Sept. 1 marked the first day of Ramadan, a month-long Muslim celebration commemorating the month when the prophet Mohammed received the Quran from the angel Gabriel, according to Muslim tradition. Evans said Muslims worldwide go without food or water from sunrise to sunset during this month.

Evans said she has been a Muslim for 10 years, and the 30-day fast hasn’t gotten much easier for her since then.

“It is now like it was then: hard. But it’s rewarding. You’re doing it for yourself to get closer to Allah. Not having your basic needs humbles you.”

Yassir Mahmoud, senior in construction engineering, has been celebrating Ramadan since he was a child and said refraining from food and water is just a small part of what it means to fast.

“That’s a minuscule part of what fasting is. It’s not even the hardest part,” he said. “The hardest part is refraining from everything that’s immoral — cussing, harsh teasing, even looking at girls in lustful ways.”

Omar Manci, senior in accounting, agrees with Mahmoud. “I’ve been fasting since I was seven or eight, you get used to that. If you get really stressed out one day and you just want to curse and go off, you can’t. You don’t get used to that.”

Mahmoud and Manci were both raised in Muslim households. Mahmoud’s family moved to the United States from Saudi Arabia when he was a teenager and Manci said he was born in the U.S. to a Palestinian father and an American mother.

Manci grew up in Ames and said it was sometimes hard to celebrate Ramadan while none of his friends at school knew what it was.

“None of the other kids understand why you can’t eat while they’re eating around you,” he said. “But I think it’s a good thing because it’s a test of your faith, to see if you can stick to what you believe.”

Ahmed Kamal, professor of electrical and computer engineering, was born in Egypt and said it is entirely different to celebrate Ramadan in an American rather than in a predominantly Muslim country.

“The signs of Ramadan are everywhere,” he said. “Everything around you reminds you of the holy month.”

Manci said he visits his extended family in the Middle East from time to time, and that he wishes he could have spent Ramadan with them.

“I would much rather be with my family in the Middle East, fasting with them and experiencing Ramadan as an entire country where everyone is fasting. People take time off work, work gives people shortened hours and there are no exams during that month.”

Unfortunately for Muslim students in America, exams are often scheduled during the month of Ramadan.

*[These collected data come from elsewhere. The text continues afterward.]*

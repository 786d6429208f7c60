use anyhow::{bail, ensure, Context, Result};
use serde::{Deserialize, Serialize};

use crate::util::dna;

/// 4 字符的 IUPAC 模式（如 `RRRY`），用来把片段分到处理 / 对照通道
#[derive(Debug, Clone, PartialEq, Eq)]
pub struct Mask {
    pub chars: Vec<u8>,
    values: Vec<u8>,
}

impl Mask {
    pub fn new(chars: &str) -> Result<Self> {
        let chars = chars.as_bytes().to_ascii_uppercase();
        ensure!(!chars.is_empty(), "empty mask");
        let values: Vec<u8> = chars.iter().map(|&c| dna::iupac_mask(c)).collect();
        if let Some(pos) = values.iter().position(|&v| v == 0) {
            bail!("mask '{}' has a non-IUPAC character at {}", String::from_utf8_lossy(&chars), pos);
        }
        Ok(Self { chars, values })
    }

    pub fn name(&self) -> String {
        String::from_utf8_lossy(&self.chars).into_owned()
    }

    pub fn len(&self) -> usize {
        self.chars.len()
    }

    pub fn is_empty(&self) -> bool {
        self.chars.is_empty()
    }

    /// `seq` 的前缀与每个位置的碱基集合都有交集；长度不足时不匹配
    pub fn matches(&self, seq: &[u8]) -> bool {
        seq.len() >= self.values.len() && self.values.iter().zip(seq).all(|(&m, &c)| dna::iupac_mask(c) & m != 0)
    }
}

/// 一个掩码通道在一个靶序列上的计数。
///
/// 所有数组长度都是 n+1，共用一套下标：下标 k 对应第 k 个碱基（1 起），
/// 下标 0 对应跑到 5' 端的全长产物。突变与 indel 数组只在对应开关打开时累加。
#[derive(Debug, Clone, Default, PartialEq, Eq, Serialize, Deserialize)]
pub struct MaskCounts {
    /// 下标为 RT 终止位点
    pub stops: Vec<u64>,
    pub muts: Vec<u64>,
    pub inserts: Vec<u64>,
    pub deletes: Vec<u64>,
    /// 计入本通道的片段数
    pub kept: u64,
}

impl MaskCounts {
    fn zeroed(n: usize) -> Self {
        Self { stops: vec![0; n + 1], muts: vec![0; n + 1], inserts: vec![0; n + 1], deletes: vec![0; n + 1], kept: 0 }
    }

    /// 位点 `j` 上计入突变剖面的事件数（突变 + 插入 + 删除）
    pub fn mutation_events(&self, j: usize) -> u64 {
        self.muts[j] + self.inserts[j] + self.deletes[j]
    }
}

/// 一个片段留在计数表上的全部事件；位点下标与 `MaskCounts` 一致
#[derive(Debug, Clone, Default, PartialEq, Eq)]
pub struct Observation {
    pub site: usize,
    pub mutations: Vec<usize>,
    pub inserts: Vec<usize>,
    pub deletes: Vec<usize>,
}

impl Observation {
    pub fn stop(site: usize) -> Self {
        Self { site, ..Default::default() }
    }
}

#[derive(Debug, Clone, PartialEq, Eq, Serialize, Deserialize)]
pub struct TargetCounts {
    pub name: String,
    pub characters: Vec<u8>,
    /// 与 `Counts::masks` 同序
    pub masks: Vec<MaskCounts>,
}

impl TargetCounts {
    pub fn n(&self) -> usize {
        self.characters.len()
    }
}

/// 所有计数行 x 所有掩码的计数；合并只做整数加法。
///
/// 一行通常是一个靶序列；cotrans 模式下每个 (靶序列, 3' 末端) 各占一行，
/// 行名为 `{name}_{end}`，字符为靶序列前 `end` 个碱基。
#[derive(Debug, Clone, PartialEq, Eq, Serialize, Deserialize)]
pub struct Counts {
    pub masks: Vec<String>,
    pub targets: Vec<TargetCounts>,
    pub count_mutations: bool,
    pub count_indels: bool,
}

impl Counts {
    pub fn new(masks: &[Mask], targets: &[(String, Vec<u8>)]) -> Self {
        let targets = targets
            .iter()
            .map(|(name, chars)| TargetCounts {
                name: name.clone(),
                characters: chars.clone(),
                masks: vec![MaskCounts::zeroed(chars.len()); masks.len()],
            })
            .collect();
        Self { masks: masks.iter().map(Mask::name).collect(), targets, count_mutations: false, count_indels: false }
    }

    /// 打开突变 / indel 计数
    pub fn with_mutations(mut self, count_mutations: bool, count_indels: bool) -> Self {
        self.count_mutations = count_mutations;
        self.count_indels = count_indels;
        self
    }

    /// 是否需要计算突变剖面
    pub fn has_mutations(&self) -> bool {
        self.count_mutations || self.count_indels
    }

    /// 记一次终止；`site` 超出 `0..=n` 属于调用方的缺陷
    pub fn count(&mut self, target: usize, mask: usize, site: usize) {
        let mc = &mut self.targets[target].masks[mask];
        assert!(site < mc.stops.len(), "site {} beyond target end {}", site, mc.stops.len() - 1);
        mc.stops[site] += 1;
        mc.kept += 1;
    }

    /// 记一个片段：终止位点，以及打开时的突变 / indel。
    /// 落在 `0..=n` 之外的事件位点（例如 3' 端之后的插入）不计。
    pub fn observe(&mut self, target: usize, mask: usize, obs: &Observation) {
        self.count(target, mask, obs.site);
        let (muts, indels) = (self.count_mutations, self.count_indels);
        let mc = &mut self.targets[target].masks[mask];
        let bump = |arr: &mut Vec<u64>, sites: &[usize]| {
            for &j in sites {
                if let Some(v) = arr.get_mut(j) {
                    *v += 1;
                }
            }
        };
        if muts {
            bump(&mut mc.muts, &obs.mutations);
        }
        if indels {
            bump(&mut mc.inserts, &obs.inserts);
            bump(&mut mc.deletes, &obs.deletes);
        }
    }

    pub fn kept(&self) -> u64 {
        self.targets.iter().flat_map(|t| &t.masks).map(|m| m.kept).sum()
    }

    pub fn mask_index(&self, name: &str) -> Option<usize> {
        self.masks.iter().position(|m| m.eq_ignore_ascii_case(name))
    }

    /// 逐元素相加；两边的掩码与靶序列布局必须一致
    pub fn merge(&mut self, other: &Counts) -> Result<()> {
        ensure!(self.masks == other.masks, "cannot merge counts with masks {:?} into {:?}", other.masks, self.masks);
        ensure!(self.targets.len() == other.targets.len(), "cannot merge counts over different target sets");
        ensure!(
            self.count_mutations == other.count_mutations && self.count_indels == other.count_indels,
            "cannot merge counts with different mutation / indel settings"
        );
        for (mine, theirs) in self.targets.iter_mut().zip(&other.targets) {
            ensure!(
                mine.name == theirs.name && mine.characters == theirs.characters,
                "target '{}' does not match '{}'",
                theirs.name,
                mine.name
            );
        }
        self.absorb(other);
        Ok(())
    }

    /// 同一模板产生的计数直接相加（工作线程归并用）
    pub fn absorb(&mut self, other: &Counts) {
        assert_eq!(self.targets.len(), other.targets.len(), "count layouts differ");
        for (mine, theirs) in self.targets.iter_mut().zip(&other.targets) {
            for (a, b) in mine.masks.iter_mut().zip(&theirs.masks) {
                assert_eq!(a.stops.len(), b.stops.len(), "count layouts differ for {}", mine.name);
                for (dst, src) in [(&mut a.stops, &b.stops), (&mut a.muts, &b.muts), (&mut a.inserts, &b.inserts), (&mut a.deletes, &b.deletes)] {
                    for (x, y) in dst.iter_mut().zip(src) {
                        *x += y;
                    }
                }
                a.kept += b.kept;
            }
        }
    }
}

#[derive(Debug, Clone, PartialEq, Eq, Serialize, Deserialize)]
pub struct SnapshotMeta {
    /// RFC3339
    pub created: String,
    pub inputs: Vec<String>,
    pub version: String,
}

/// 计数的落盘形式，可以跨运行合并
#[derive(Debug, Clone, PartialEq, Eq, Serialize, Deserialize)]
pub struct CountSnapshot {
    pub meta: SnapshotMeta,
    pub counts: Counts,
}

impl CountSnapshot {
    pub fn new(counts: Counts, inputs: Vec<String>) -> Self {
        let meta = SnapshotMeta {
            created: chrono::Utc::now().to_rfc3339(),
            inputs,
            version: env!("CARGO_PKG_VERSION").to_string(),
        };
        Self { meta, counts }
    }

    pub fn save_to_file(&self, path: &str) -> Result<()> {
        let f = std::fs::File::create(path).with_context(|| format!("cannot create '{}'", path))?;
        let mut w = std::io::BufWriter::new(f);
        bincode::serialize_into(&mut w, self)?;
        Ok(())
    }

    pub fn load_from_file(path: &str) -> Result<Self> {
        let f = std::fs::File::open(path).with_context(|| format!("cannot open snapshot '{}'", path))?;
        let snap: Self = bincode::deserialize_from(std::io::BufReader::new(f))
            .with_context(|| format!("'{}' is not a count snapshot", path))?;
        Ok(snap)
    }

    /// 依次读入并合并多个快照
    pub fn merge_files(paths: &[String]) -> Result<Self> {
        let Some((first, rest)) = paths.split_first() else { bail!("no snapshots given") };
        let mut merged = Self::load_from_file(first)?;
        for p in rest {
            let snap = Self::load_from_file(p)?;
            merged.counts.merge(&snap.counts).with_context(|| format!("merging '{}'", p))?;
            merged.meta.inputs.extend(snap.meta.inputs);
        }
        merged.meta.created = chrono::Utc::now().to_rfc3339();
        Ok(merged)
    }
}

#[cfg(test)]
mod tests {
    use super::*;

    fn counts() -> Counts {
        let masks = [Mask::new("RRRY").unwrap(), Mask::new("YYYR").unwrap()];
        Counts::new(&masks, &[("5S".to_string(), b"GGATG".to_vec())])
    }

    #[test]
    fn mask_matching() {
        let treated = Mask::new("rrry").unwrap();
        assert_eq!(treated.name(), "RRRY");
        assert!(treated.matches(b"AGGCTTT"));
        assert!(treated.matches(b"GAAT"));
        assert!(!treated.matches(b"CGGC"));
        assert!(!treated.matches(b"AGG"));
        // N 与任意位置相容
        assert!(treated.matches(b"NNNN"));
        assert!(Mask::new("RRXY").is_err());
    }

    #[test]
    fn count_and_merge() {
        let mut a = counts();
        a.count(0, 0, 2);
        a.count(0, 0, 2);
        a.count(0, 1, 5);
        let mut b = counts();
        b.count(0, 0, 0);
        a.merge(&b).unwrap();
        assert_eq!(a.targets[0].masks[0].stops, vec![1, 0, 2, 0, 0, 0]);
        assert_eq!(a.targets[0].masks[0].kept, 3);
        assert_eq!(a.kept(), 4);
        assert_eq!(a.mask_index("yyyr"), Some(1));

        let other = Counts::new(&[Mask::new("RRRY").unwrap()], &[("5S".to_string(), b"GGATG".to_vec())]);
        assert!(a.merge(&other).is_err());
    }

    #[test]
    fn observations_fill_enabled_arrays() {
        let obs = Observation { site: 1, mutations: vec![2, 4], inserts: vec![3, 6], deletes: vec![5] };

        let mut plain = counts();
        plain.observe(0, 0, &obs);
        assert_eq!(plain.targets[0].masks[0].stops, vec![0, 1, 0, 0, 0, 0]);
        assert!(plain.targets[0].masks[0].muts.iter().all(|&v| v == 0));

        let mut full = counts().with_mutations(true, true);
        full.observe(0, 0, &obs);
        full.observe(0, 0, &Observation::stop(2));
        let mc = &full.targets[0].masks[0];
        assert_eq!(mc.stops, vec![0, 1, 1, 0, 0, 0]);
        assert_eq!(mc.muts, vec![0, 0, 1, 0, 1, 0]);
        // 下标 6 超出 n = 5，不计
        assert_eq!(mc.inserts, vec![0, 0, 0, 1, 0, 0]);
        assert_eq!(mc.deletes, vec![0, 0, 0, 0, 0, 1]);
        assert_eq!(mc.mutation_events(4), 1);
        assert_eq!(mc.kept, 2);

        let mut merged = full.clone();
        merged.merge(&full).unwrap();
        assert_eq!(merged.targets[0].masks[0].muts[4], 2);
        assert!(merged.merge(&plain).is_err());
    }

    #[test]
    fn snapshot_files_merge() {
        let dir = tempfile::tempdir().unwrap();
        let mut paths = Vec::new();
        for (i, site) in [1usize, 3].iter().enumerate() {
            let mut c = counts();
            c.count(0, 1, *site);
            let path = dir.path().join(format!("run{}.counts", i)).to_str().unwrap().to_string();
            CountSnapshot::new(c, vec![format!("run{}", i)]).save_to_file(&path).unwrap();
            paths.push(path);
        }
        let merged = CountSnapshot::merge_files(&paths).unwrap();
        assert_eq!(merged.counts.targets[0].masks[1].stops, vec![0, 1, 0, 1, 0, 0]);
        assert_eq!(merged.meta.inputs, vec!["run0".to_string(), "run1".to_string()]);
        assert!(chrono::DateTime::parse_from_rfc3339(&merged.meta.created).is_ok());
    }
}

Mahmoud remembered one night when he had to break his fast during a chemistry exam.

“That was the worst,” he said. “I had to stop and eat, and everyone looked at me like ‘what is he doing?’”

Despite the challenges, Mahmoud and Manci said fasting during the month of Ramadan is a way of showing dedication to God that can be beneficial in many ways.

“It makes me feel a lot of solidarity with other Muslims in the world who are suffering, who don’t have the abundance that we have over here,” Manci said.

Evans agreed with Mahmoud and Manci.

“Fasting is a very cleansing process, it’s almost like a rebirth,” Evans said.

Evans said since the dates for the month of Ramadan are based on a lunar calendar, the fast gets about 10 days earlier every year. This means that by 2015, Ramadan will span from mid-June to mid-July, when the sun will be up for around 14 hours every day.

Manci said he is not looking forward to that month.

“That will be very, very hard. I’m probably going to have to shut down during that month.”

Evans said she knows she will still be excited for Ramadan, even when it falls in June.

“We’ll be fasting until 10-something at night and that’s going to be difficult, but I’m looking forward to it, because when you meet the challenges you feel better,” she said.